Free terminal time optimal control problem for the treatment of HIV infection

Amine Hamdache; Smahane Saadi; Ilias Elmouki

doi:10.11121/ijocta.01.2016.00270

Authors

Amine Hamdache Laboratory of Analysis, Modeling and Simulation. Department of Mathematics and Computer Science. Faculty of Sciences Ben M’sik, Hassan II University. P.O Box 7955 Sidi Othman, Casablanca, Morocco
Smahane Saadi Laboratory of Analysis, Modeling and Simulation. Department of Mathematics and Computer Science. Faculty of Sciences Ben M’sik, Hassan II University. P.O Box 7955 Sidi Othman, Casablanca, Morocco
Ilias Elmouki Laboratory of Analysis, Modeling and Simulation. Department of Mathematics and Computer Science. Faculty of Sciences Ben M’sik, Hassan II University. P.O Box 7955 Sidi Othman, Casablanca, Morocco

DOI:

https://doi.org/10.11121/ijocta.01.2016.00270

Abstract

In this work, an optimal control approach is presented in order to propose an optimal therapy for the treatment HIV infection using a combination of two appropriate treatment strategies. The optimal treatment duration and the optimal medications amount are considered. The main objective of this study is to be able to maximize the benet based on number of healthy CD4+ T-cells and CTL immune cells and to minimize the infection level and the overall treatment cost while optimizing the duration of therapy.
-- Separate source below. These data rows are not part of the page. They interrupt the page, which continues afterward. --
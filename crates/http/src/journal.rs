// Copyright The AgentSmith-Hub Authors
// SPDX-License-Identifier: Apache-2.0

//! Operations journal queries.

use crate::error::ApiError;
use crate::AppState;
use axum::extract::{Query, State};
use axum::response::IntoResponse;
use axum::routing::get;
use axum::{Json, Router};
use chrono::{DateTime, Utc};
use cplane_core::ComponentKind;
use cplane_journal::JournalFilter;
use serde::Deserialize;

pub(crate) fn routes() -> Router<AppState> {
    Router::new().route("/journal", get(list))
}

#[derive(Deserialize)]
struct JournalQuery {
    kind: Option<String>,
    component_id: Option<String>,
    project_id: Option<String>,
    success: Option<bool>,
    start_time: Option<DateTime<Utc>>,
    end_time: Option<DateTime<Utc>>,
    action: Option<String>,
    node_id: Option<String>,
    keyword: Option<String>,
    offset: Option<usize>,
    limit: Option<usize>,
}

async fn list(State(state): State<AppState>, Query(query): Query<JournalQuery>) -> Result<impl IntoResponse, ApiError> {
    let filter = JournalFilter {
        kind: query.kind.as_deref().and_then(ComponentKind::parse),
        component_id: query.component_id,
        project_id: query.project_id,
        success: query.success,
        start_time: query.start_time,
        end_time: query.end_time,
        action: query.action,
        node_id: query.node_id,
        keyword: query.keyword,
    };
    let records = state
        .journal
        .list(&filter, query.offset.unwrap_or(0), query.limit.unwrap_or(50))
        .await?;
    Ok(Json(records))
}
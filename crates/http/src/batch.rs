// Copyright The AgentSmith-Hub Authors
// SPDX-License-Identifier: Apache-2.0

//! Batch apply (spec §4.6): verify every change in the request as a unit, then apply them in
//! dependency order.

use crate::error::ApiError;
use crate::AppState;
use axum::extract::State;
use axum::response::IntoResponse;
use axum::routing::post;
use axum::{Json, Router};
use cplane_core::{ComponentKind, Error};
use cplane_pending::{ApplyOrigin, ChangeOp, PendingChange};
use serde::Deserialize;

pub(crate) fn routes() -> Router<AppState> {
    Router::new().route("/batch/apply", post(apply_batch))
}

#[derive(Deserialize)]
struct BatchChange {
    kind: String,
    id: String,
    raw: Option<String>,
}

#[derive(Deserialize)]
struct BatchRequest {
    changes: Vec<BatchChange>,
}

async fn apply_batch(State(state): State<AppState>, Json(body): Json<BatchRequest>) -> Result<impl IntoResponse, ApiError> {
    if !state.is_leader {
        return Err(ApiError(Error::Conflict {
            context: cplane_core::Context::default(),
            message: "this node is a follower; submit writes to the leader".to_string(),
        }));
    }

    let mut changes = Vec::with_capacity(body.changes.len());
    for change in body.changes {
        let kind = ComponentKind::parse(&change.kind)
            .ok_or_else(|| ApiError(Error::validation(format!("unknown component kind '{}'", change.kind))))?;
        let op = match change.raw {
            Some(raw) => ChangeOp::Upsert { raw },
            None => ChangeOp::Delete,
        };
        changes.push(PendingChange { kind, id: change.id, op });
    }

    let outcome = state.pcm.apply_batch(changes, ApplyOrigin::Local).await?;
    Ok(Json(outcome))
}
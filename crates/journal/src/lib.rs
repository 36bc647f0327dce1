// Copyright The AgentSmith-Hub Authors
// SPDX-License-Identifier: Apache-2.0

//! The Operations Journal (spec §4.8): a capped, append-only history of every change applied by
//! the Pending-Change Manager, stored as a single Redis list (`cluster:ops_history`) via
//! [`CoordinationStore::lpush_trim`], with filtering/sorting/pagination done in memory over
//! `LRANGE`.

use chrono::{DateTime, Utc};
use cplane_coordination::CoordinationStore;
use cplane_core::{ComponentKind, Error};
use serde::{Deserialize, Serialize};
use std::sync::Arc;
use std::time::Duration;

const JOURNAL_KEY: &str = "cluster:ops_history";
const JOURNAL_CAP: usize = 10_000;
const JOURNAL_TTL: Duration = Duration::from_secs(60 * 60 * 24 * 31);

/// One row of the journal: what changed, who changed it, and whether it succeeded.
#[derive(Debug, Clone, Serialize, Deserialize)]
pub struct OperationRecord {
    /// Unique id for this record.
    pub id: String,
    /// When the operation was applied.
    pub timestamp: DateTime<Utc>,
    /// The component kind affected.
    pub kind: ComponentKind,
    /// The component id affected.
    pub component_id: String,
    /// The project id this change was scoped to, if the operation was project-specific (e.g. a
    /// restart) rather than a standalone component change.
    pub project_id: Option<String>,
    /// A short verb describing what happened: `upsert`, `delete`, `start`, `stop`,
    /// `project_restart`.
    pub action: String,
    /// Whether the operation succeeded.
    pub success: bool,
    /// A human-readable detail, typically the error message on failure.
    pub message: Option<String>,
    /// The node that applied this operation (its advertised address).
    pub node_id: String,
}

/// Filter criteria for [`Journal::list`].
#[derive(Debug, Default, Clone)]
pub struct JournalFilter {
    /// Restrict to this component kind.
    pub kind: Option<ComponentKind>,
    /// Restrict to this component id.
    pub component_id: Option<String>,
    /// Restrict to this project id.
    pub project_id: Option<String>,
    /// Restrict to successes (`Some(true)`) or failures (`Some(false)`).
    pub success: Option<bool>,
    /// Restrict to records at or after this timestamp.
    pub start_time: Option<DateTime<Utc>>,
    /// Restrict to records at or before this timestamp.
    pub end_time: Option<DateTime<Utc>>,
    /// Restrict to this exact action (`upsert`, `delete`, `start`, `stop`, `project_restart`, ...).
    pub action: Option<String>,
    /// Restrict to records applied by this node.
    pub node_id: Option<String>,
    /// Case-insensitive substring match across `component_id`, `project_id`, `message`, and
    /// `node_id`.
    pub keyword: Option<String>,
}

impl JournalFilter {
    fn matches(&self, record: &OperationRecord) -> bool {
        self.kind.is_none_or(|k| k == record.kind)
            && self.component_id.as_deref().is_none_or(|id| id == record.component_id)
            && self
                .project_id
                .as_deref()
                .is_none_or(|id| record.project_id.as_deref() == Some(id))
            && self.success.is_none_or(|s| s == record.success)
            && self.start_time.is_none_or(|t| record.timestamp >= t)
            && self.end_time.is_none_or(|t| record.timestamp <= t)
            && self.action.as_deref().is_none_or(|a| a == record.action)
            && self.node_id.as_deref().is_none_or(|n| n == record.node_id)
            && self.keyword.as_deref().is_none_or(|kw| record_contains_keyword(record, kw))
    }
}

fn record_contains_keyword(record: &OperationRecord, keyword: &str) -> bool {
    let keyword = keyword.to_lowercase();
    record.component_id.to_lowercase().contains(&keyword)
        || record.project_id.as_deref().is_some_and(|p| p.to_lowercase().contains(&keyword))
        || record.message.as_deref().is_some_and(|m| m.to_lowercase().contains(&keyword))
        || record.node_id.to_lowercase().contains(&keyword)
}

/// The Operations Journal.
pub struct Journal {
    store: Arc<dyn CoordinationStore>,
}

impl Journal {
    /// Builds a journal writing to `store`.
    #[must_use]
    pub fn new(store: Arc<dyn CoordinationStore>) -> Self {
        Self { store }
    }

    /// Appends a record, trimming the journal to [`JOURNAL_CAP`] entries.
    ///
    /// # Errors
    /// Returns [`Error::Store`] if the store write fails.
    pub async fn append(&self, record: OperationRecord) -> Result<(), Error> {
        let encoded = serde_json::to_string(&record).map_err(|e| Error::Internal { message: e.to_string() })?;
        self.store
            .lpush_trim(JOURNAL_KEY, &encoded, JOURNAL_CAP, Some(JOURNAL_TTL))
            .await
            .map_err(|e| Error::Store { message: e.to_string() })
    }

    /// Fetches, filters, and paginates the journal. Records are newest-first (the store list is
    /// written head-first by `append`).
    ///
    /// # Errors
    /// Returns [`Error::Store`] if the store read fails.
    pub async fn list(&self, filter: &JournalFilter, offset: usize, limit: usize) -> Result<Vec<OperationRecord>, Error> {
        let raw = self
            .store
            .lrange(JOURNAL_KEY, 0, (JOURNAL_CAP as isize) - 1)
            .await
            .map_err(|e| Error::Store { message: e.to_string() })?;

        let records: Vec<OperationRecord> = raw
            .iter()
            .filter_map(|s| serde_json::from_str(s).ok())
            .filter(|r| filter.matches(r))
            .collect();

        Ok(records.into_iter().skip(offset).take(limit).collect())
    }
}

#[cfg(test)]
mod tests {
    use super::*;
    use cplane_coordination::MemoryStore;

    fn record(id: &str, kind: ComponentKind, success: bool) -> OperationRecord {
        OperationRecord {
            id: id.to_string(),
            timestamp: Utc::now(),
            kind,
            component_id: "x".to_string(),
            project_id: None,
            action: "upsert".to_string(),
            success,
            message: None,
            node_id: "node-1".to_string(),
        }
    }

    #[tokio::test]
    async fn list_filters_by_success() {
        let journal = Journal::new(Arc::new(MemoryStore::new()));
        journal.append(record("1", ComponentKind::Input, true)).await.unwrap();
        journal.append(record("2", ComponentKind::Input, false)).await.unwrap();

        let filter = JournalFilter {
            success: Some(false),
            ..Default::default()
        };
        let results = journal.list(&filter, 0, 10).await.unwrap();
        assert_eq!(results.len(), 1);
        assert_eq!(results[0].id, "2");
    }

    #[tokio::test]
    async fn list_respects_offset_and_limit() {
        let journal = Journal::new(Arc::new(MemoryStore::new()));
        for i in 0..5 {
            journal.append(record(&i.to_string(), ComponentKind::Output, true)).await.unwrap();
        }
        let page = journal.list(&JournalFilter::default(), 1, 2).await.unwrap();
        assert_eq!(page.len(), 2);
        // Newest-first: ids pushed in order 0..5, head is "4".
        assert_eq!(page[0].id, "3");
    }
}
The free terminal time optimal control problem is formulated and the Pontryagin's maximum principle is employed
to provide the explicit formulations of the optimal controls. The corresponding optimality system with the additional transversality condition for the terminal time is derived and solved numerically using an adapted iterative method with a Runge-Kutta fourth order scheme and a gradient method routine.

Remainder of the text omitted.